Willy Shih, a Harvard Business School professor who studies the semiconductor supply chain, calls these threats empty talk. Whatever the U.S. government offers these companies, manufacturers will almost certainly follow through on their plans to build factories in the U.S. to take advantage of the country’s skilled labor force and maintain close ties with specialized U.S. equipment makers that make many tools. Cutting edge semiconductors need to be made. “But if they could get government subsidies, would they try?” he said.
Chipmakers are fighting the government for factory subsidies
Sports team owners have mastered the art of confronting the government for a deal (or a new stadium). Local governments are often in lavish races to give court teams hundreds of millions of dollars in taxpayer dollars to renovate or build stadiums. No matter where sports teams end up, they can enjoy the benefits of a gleaming new facility at a steep discount. Local residents who pay the bill rarely see financial benefits in return.
Other industries follow the same playbook. Chipmakers are now vying for the same position after their products have become vital national assets in short supply.
Intel CEO Pat Gelsinger led the lobbying campaign by embarking on a global sales tour where he met political leaders in the U.S., European Union, Germany, France, the Netherlands and Italy to discuss the possibility of opening new semiconductor factories in their jurisdictions. In return, he demanded subsidies for Intel’s next factory. “Never waste a good crisis,” Gelsinger told the Wall Street Journal about using national security concerns to negotiate subsidies.
In a bid to increase pressure on U.S. lawmakers, Intel has threatened to scrap plans to build two chip plants in Arizona unless Congress passes the CHIPS Act, which promises $52 billion in subsidies for domestic semiconductor manufacturing. The bill is currently on hold in the House of Representatives. “We wouldn’t be able to do this without CHIPS funding,” Al Thompson, Intel’s director of government relations, told Bloomberg.
TSMC made a similar threat ahead of breaking ground on a new $12 billion plant in Arizona that it intends to finance in part from the CHIPS Act. “Subsidies will be a key factor in TSMC’s decision to set up a fab in the U.S.,” TSMC chairman Mark Liu told Bloomberg in 2020. “Our request is for the state and federal governments to work together to bridge the cost gap between the U.S. and Taiwan.”
Samsung has drawn up its own plan to build a new $17 billion cutting-edge factory in the United States under subsidies. The company tentatively named Arizona, New York and Texas as potential locations for the new plant. But in a regulatory filing to the Texas Comptroller’s Office in June, Samsung made it clear that the tax break was a “determining factor” in its location decision.Samsung wrote that if Texas does not provide satisfactory tax relief, “the company may locate projects in Arizona, New York or[韩国]South Korea. “
Chipmakers worry about bullwhip effect
Manufacturers do have some reasons to be afraid to put in new factories. Building semiconductor factories is always a risky proposition because they cost billions of dollars and take years to build, said Harvard’s Schech. If manufacturers overestimate future demand for chips, they could end up with a very expensive factory producing fancy silicon that few people want to buy. They may not get their investment back and lose money on the project.
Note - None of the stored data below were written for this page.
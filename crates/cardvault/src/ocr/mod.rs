//! Optical character recognition seam.
//!
//! The server only needs "image bytes in, text out". [`TextRecognizer`] is the
//! trait the upload handler calls; [`TesseractCli`] is the production
//! implementation and tests substitute a mock.
//!
//! Recognition is blocking work. Callers run it on the blocking thread pool.

pub mod tesseract;

pub use tesseract::TesseractCli;

use thiserror::Error;

/// Errors produced while turning an image into text.
#[derive(Debug, Error)]
pub enum OcrError {
    /// The OCR binary could not be started (missing, not executable).
    #[error("failed to start OCR engine `{binary}`: {source}")]
    Spawn {
        binary: String,
        #[source]
        source: std::io::Error,
    },

    /// Piping the image in or reading the text out failed.
    #[error("I/O error while talking to the OCR engine: {0}")]
    Io(#[from] std::io::Error),

    /// The engine ran but reported failure.
    #[error("OCR engine exited with {status}: {stderr}")]
    Failed {
        status: std::process::ExitStatus,
        stderr: String,
    },

    /// The engine produced output that is not UTF-8.
    #[error("OCR engine produced non-UTF-8 output")]
    NonUtf8,
}

/// Turns an uploaded image into recognised text.
#[cfg_attr(test, mockall::automock)]
pub trait TextRecognizer: Send + Sync {
    /// Recognise all text in `image` (encoded PNG or JPEG bytes).
    fn recognize(&self, image: &[u8]) -> Result<String, OcrError>;
}
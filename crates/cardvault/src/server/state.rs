//! Shared application state injected into every Axum handler.

use std::sync::Arc;

use crate::crypto::EncryptionKey;
use crate::ocr::TextRecognizer;

/// Application state shared across all request handlers.
///
/// Both fields are `Arc`-wrapped so that Axum can clone the state for each
/// request without copying key material. Nothing here is mutable.
#[derive(Clone)]
pub struct AppState {
    /// The process-wide key, loaded once at startup.
    pub key: Arc<EncryptionKey>,
    /// OCR engine used by `POST /upload`.
    pub recognizer: Arc<dyn TextRecognizer>,
}

impl AppState {
    /// Create a new [`AppState`] owning `key` and `recognizer`.
    pub fn new(key: EncryptionKey, recognizer: impl TextRecognizer + 'static) -> Self {
        Self {
            key: Arc::new(key),
            recognizer: Arc::new(recognizer),
        }
    }
}
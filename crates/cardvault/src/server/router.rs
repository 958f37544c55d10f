//! Axum router construction.

use axum::{
    extract::DefaultBodyLimit,
    routing::{get, post},
    Router,
};
use tower_http::{compression::CompressionLayer, timeout::TimeoutLayer, trace::TraceLayer};

use super::{handlers, middleware::Limits, state::AppState};

/// Build the application [`Router`] with all routes and middleware attached.
pub fn build(state: AppState, limits: Limits) -> Router {
    Router::new()
        .route("/upload", post(handlers::upload))
        .route("/validate", get(handlers::validate))
        .route("/decrypt", post(handlers::decrypt))
        .route("/health", get(handlers::health))
        .fallback(handlers::not_found)
        .layer(DefaultBodyLimit::max(limits.max_upload_bytes))
        .layer(TraceLayer::new_for_http())
        .layer(TimeoutLayer::new(limits.request_timeout))
        .layer(CompressionLayer::new())
        .with_state(state)
}

#[cfg(test)]
mod tests {
    use super::*;
    use crate::crypto::EncryptionKey;
    use crate::ocr::MockTextRecognizer;
    use axum::{body::Body, http::Request};
    use tower::ServiceExt;

    fn test_state() -> AppState {
        let key = EncryptionKey::from_bytes(&[0x42u8; 32]).unwrap();
        AppState::new(key, MockTextRecognizer::new())
    }

    #[tokio::test]
    async fn unknown_route_returns_404() {
        let app = build(test_state(), Limits::default());
        let req = Request::builder()
            .uri("/unknown")
            .body(Body::empty())
            .unwrap();
        let resp = app.oneshot(req).await.unwrap();
        assert_eq!(resp.status(), 404);
    }

    #[tokio::test]
    async fn health_route_exists() {
        let app = build(test_state(), Limits::default());
        let req = Request::builder()
            .uri("/health")
            .body(Body::empty())
            .unwrap();
        let resp = app.oneshot(req).await.unwrap();
        assert_eq!(resp.status(), 200);
    }

    #[tokio::test]
    async fn oversized_body_is_rejected() {
        let limits = Limits {
            max_upload_bytes: 16,
            ..Limits::default()
        };
        let app = build(test_state(), limits);
        let req = Request::builder()
            .method("POST")
            .uri("/decrypt")
            .header("content-type", "application/json")
            .body(Body::from(format!(r#"{{"ciphertext":"{}"}}"#, "A".repeat(64))))
            .unwrap();
        let resp = app.oneshot(req).await.unwrap();
        assert_eq!(resp.status(), 413);
    }
}
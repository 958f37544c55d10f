//! Locate a printed card number in OCR output.
//!
//! Each brand is matched by its own pattern describing the digit grouping
//! embossed on the physical card, with exactly one ASCII whitespace character
//! (space, tab, line feed, form feed or carriage return) between groups.
//! Unicode spaces, variable spacing and unseparated digit runs are not matched.

use std::ops::Range;

use common::CardBrand;
use once_cell::sync::Lazy;
use regex::Regex;

/// Printed layouts, listed in the order that breaks ties at the same offset.
static LAYOUTS: Lazy<[(CardBrand, Regex); 4]> = Lazy::new(|| {
    [
        // 4-6-5
        (
            CardBrand::AmericanExpress,
            layout(r"3[47][0-9]{2}_[0-9]{6}_[0-9]{5}"),
        ),
        // 4-4-4-4
        (
            CardBrand::Visa,
            layout(r"4[0-9]{3}_[0-9]{4}_[0-9]{4}_[0-9]{4}"),
        ),
        (
            CardBrand::MasterCard,
            layout(r"5[1-5]{3}_[0-9]{4}_[0-9]{4}_[0-9]{4}"),
        ),
        (
            CardBrand::Discover,
            layout(r"6(?:011|5[0-9]{2})_[0-9]{4}_[0-9]{4}_[0-9]{4}"),
        ),
    ]
});

/// Group separator. `_` in a layout stands for one of these.
const SEPARATOR: &str = r"[\t\n\f\r ]";

fn layout(pattern: &str) -> Regex {
    Regex::new(&pattern.replace('_', SEPARATOR)).expect("card layout pattern must compile")
}

/// A card number found in recognised text, still in its printed grouping.
#[derive(Debug, Clone, PartialEq, Eq)]
pub struct CardNumberCandidate<'a> {
    brand: CardBrand,
    span: Range<usize>,
    text: &'a str,
}

impl<'a> CardNumberCandidate<'a> {
    /// Brand whose layout matched.
    pub fn brand(&self) -> CardBrand {
        self.brand
    }

    /// Byte range of the match within the source text.
    pub fn span(&self) -> Range<usize> {
        self.span.clone()
    }

    /// The matched text, grouping whitespace included.
    pub fn as_str(&self) -> &'a str {
        self.text
    }

    /// The matched digits with group separators removed.
    ///
    /// OCR may separate groups with tabs or line breaks, so every separator is
    /// dropped here, not only the spaces [`super::normalize`] handles.
    pub fn digits(&self) -> String {
        self.as_str().chars().filter(char::is_ascii_digit).collect()
    }
}

/// Find the first card number in `text`.
///
/// The match starting earliest in the text wins. Brands cannot share a
/// starting digit, but should two layouts ever match at the same offset the
/// order of [`LAYOUTS`] decides. Returns `None` when nothing matches; the
/// checksum is not consulted.
pub fn extract(text: &str) -> Option<CardNumberCandidate<'_>> {
    LAYOUTS
        .iter()
        .filter_map(|(brand, re)| re.find(text).map(|m| (*brand, m)))
        .min_by_key(|(_, m)| m.start())
        .map(|(brand, m)| CardNumberCandidate {
            brand,
            span: m.range(),
            text: m.as_str(),
        })
}

#[cfg(test)]
mod tests {
    use super::*;

    #[test]
    fn finds_visa_in_noisy_text() {
        let text = "total: visa 4111 1111 1111 1111 thanks";
        let c = extract(text).expect("visa number should match");
        assert_eq!(c.as_str(), "4111 1111 1111 1111");
        assert_eq!(c.brand(), CardBrand::Visa);
        assert_eq!(&text[c.span()], "4111 1111 1111 1111");
        assert_eq!(c.digits(), "4111111111111111");
    }

    #[test]
    fn no_match_is_none() {
        assert!(extract("").is_none());
        assert!(extract("no card here, just 1234 5678").is_none());
        assert!(extract("4111111111111111").is_none());
    }

    #[test]
    fn finds_amex_grouping() {
        let c = extract("AMEX\n3782 822463 10005\nVALID THRU 12/30").unwrap();
        assert_eq!(c.brand(), CardBrand::AmericanExpress);
        assert_eq!(c.digits(), "378282246310005");
    }

    #[test]
    fn finds_mastercard_with_restricted_digits() {
        let c = extract("5555 5555 5555 4444").unwrap();
        assert_eq!(c.brand(), CardBrand::MasterCard);
    }

    #[test]
    fn mastercard_layout_rejects_zero_in_leading_group() {
        // Each digit after the leading 5 must be 1-5 in the first group.
        assert!(extract("5105 1051 0510 5100").is_none());
    }

    #[test]
    fn finds_both_discover_prefixes() {
        let c = extract("card 6011 0000 0000 0004").unwrap();
        assert_eq!(c.brand(), CardBrand::Discover);
        let c = extract("card 6500 0000 0000 0002").unwrap();
        assert_eq!(c.brand(), CardBrand::Discover);
    }

    #[test]
    fn leftmost_match_wins_across_brands() {
        let text = "6011 0000 0000 0004 then 4111 1111 1111 1111";
        let c = extract(text).unwrap();
        assert_eq!(c.brand(), CardBrand::Discover);
        assert_eq!(c.span(), 0..19);
    }

    #[test]
    fn later_brand_in_priority_order_can_still_win_by_position() {
        let text = "4111 1111 1111 1111 / 3782 822463 10005";
        assert_eq!(extract(text).unwrap().brand(), CardBrand::Visa);
    }

    #[test]
    fn double_space_between_groups_is_not_matched() {
        assert!(extract("4111  1111 1111 1111").is_none());
    }

    #[test]
    fn line_break_counts_as_group_separator() {
        let c = extract("4111 1111\n1111 1111").unwrap();
        assert_eq!(c.as_str(), "4111 1111\n1111 1111");
        assert_eq!(c.digits(), "4111111111111111");
    }

    #[test]
    fn checksum_is_not_consulted() {
        let c = extract("4111 1111 1111 1112").unwrap();
        assert_eq!(c.digits(), "4111111111111112");
    }

    #[test]
    fn unicode_spaces_are_not_group_separators() {
        assert!(extract("4111\u{00A0}1111 1111 1111").is_none());
        assert!(extract("4111\u{00A0}1111\u{3000}1111\u{2028}1111").is_none());
        assert!(extract("3782\u{2003}822463 10005").is_none());
    }

    #[test]
    fn vertical_tab_is_not_a_group_separator() {
        assert!(extract("4111\u{000B}1111 1111 1111").is_none());
        assert!(extract("4111\t1111\r1111\u{000C}1111").is_some());
    }
}
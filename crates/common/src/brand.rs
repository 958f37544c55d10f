//! Card issuer networks recognised by the service.

use std::fmt;

use serde::{Deserialize, Serialize};

/// The issuing network of a card number, as determined from its prefix and length.
#[derive(Debug, Clone, Copy, PartialEq, Eq, Hash, Serialize, Deserialize)]
pub enum CardBrand {
    Visa,
    MasterCard,
    #[serde(rename = "American Express")]
    AmericanExpress,
    Discover,
    /// Purely numeric, but no issuer rule matched.
    Unknown,
    /// The input contained something other than digits.
    Invalid,
}

impl CardBrand {
    /// Display name used in API responses and logs.
    pub fn as_str(self) -> &'static str {
        match self {
            CardBrand::Visa => "Visa",
            CardBrand::MasterCard => "MasterCard",
            CardBrand::AmericanExpress => "American Express",
            CardBrand::Discover => "Discover",
            CardBrand::Unknown => "Unknown",
            CardBrand::Invalid => "Invalid",
        }
    }
}

impl fmt::Display for CardBrand {
    fn fmt(&self, f: &mut fmt::Formatter<'_>) -> fmt::Result {
        f.write_str(self.as_str())
    }
}

#[cfg(test)]
mod tests {
    use super::*;

    #[test]
    fn serialises_to_display_name() {
        let json = serde_json::to_string(&CardBrand::AmericanExpress).unwrap();
        assert_eq!(json, "\"American Express\"");
        let json = serde_json::to_string(&CardBrand::MasterCard).unwrap();
        assert_eq!(json, "\"MasterCard\"");
    }

    #[test]
    fn display_matches_serde_name() {
        for brand in [
            CardBrand::Visa,
            CardBrand::MasterCard,
            CardBrand::AmericanExpress,
            CardBrand::Discover,
            CardBrand::Unknown,
            CardBrand::Invalid,
        ] {
            let json = serde_json::to_string(&brand).unwrap();
            assert_eq!(json, format!("\"{brand}\""));
        }
    }
}
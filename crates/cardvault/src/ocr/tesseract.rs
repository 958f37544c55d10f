//! [`TesseractCli`]: OCR by piping the image through the `tesseract` binary.

use std::io::Write;
use std::process::{Command, Stdio};

use tracing::debug;

use super::{OcrError, TextRecognizer};

/// Runs `tesseract stdin stdout -l <lang>` once per image.
///
/// The image never touches the filesystem; it is written to the child's stdin
/// and the recognised text is read from its stdout.
#[derive(Debug, Clone)]
pub struct TesseractCli {
    binary: String,
    lang: String,
}

impl TesseractCli {
    /// Create a recognizer that invokes `binary` with language pack `lang`.
    pub fn new(binary: impl Into<String>, lang: impl Into<String>) -> Self {
        Self {
            binary: binary.into(),
            lang: lang.into(),
        }
    }
}

impl TextRecognizer for TesseractCli {
    fn recognize(&self, image: &[u8]) -> Result<String, OcrError> {
        let mut child = Command::new(&self.binary)
            .args(["stdin", "stdout", "-l", self.lang.as_str()])
            .stdin(Stdio::piped())
            .stdout(Stdio::piped())
            .stderr(Stdio::piped())
            .spawn()
            .map_err(|source| OcrError::Spawn {
                binary: self.binary.clone(),
                source,
            })?;

        // A write error usually means the engine exited early; its exit status
        // and stderr explain why better than EPIPE does, so check those first.
        let write_result = match child.stdin.take() {
            Some(mut stdin) => stdin.write_all(image),
            None => Ok(()),
        };

        let output = child.wait_with_output()?;
        if !output.status.success() {
            return Err(OcrError::Failed {
                status: output.status,
                stderr: String::from_utf8_lossy(&output.stderr).trim().to_owned(),
            });
        }
        write_result?;

        debug!(
            image_bytes = image.len(),
            text_bytes = output.stdout.len(),
            "OCR completed"
        );
        String::from_utf8(output.stdout).map_err(|_| OcrError::NonUtf8)
    }
}

#[cfg(test)]
mod tests {
    use super::*;

    #[test]
    fn missing_binary_is_spawn_error() {
        let ocr = TesseractCli::new("/nonexistent/cardvault-tesseract", "eng");
        let err = ocr.recognize(b"\x89PNG").unwrap_err();
        assert!(matches!(err, OcrError::Spawn { .. }));
        assert!(err.to_string().contains("/nonexistent/cardvault-tesseract"));
    }

    #[cfg(unix)]
    #[test]
    fn non_zero_exit_is_failed() {
        let ocr = TesseractCli::new("false", "eng");
        let err = ocr.recognize(b"\x89PNG").unwrap_err();
        assert!(matches!(err, OcrError::Failed { .. }));
    }
}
The stakes are especially high today because the semiconductor market is so chaotic. Customers have stockpiled a large number of some chips, while repeating orders for other types of chips, which makes the real demand in the market difficult to measure. At the same time, manufacturers are opening new factories that may not come online until the current supply chain crisis passes. The result could be a chronic shortage of chips, followed by a glut of chips — an economic phenomenon known as the bullwhip effect. “Usually, when everyone is scrambling to expand capacity, the next scene is not very good,” Shi said.
It’s in their self-interest for chipmakers to scramble to take taxpayer dollars to cover operational risks, even if it may not get much sympathy from those paying the bills. “As long as the government is going to throw out subsidy money, they want a piece of the pie,” Shi said. “I don’t blame them. If it were you, you’d probably do the same thing.”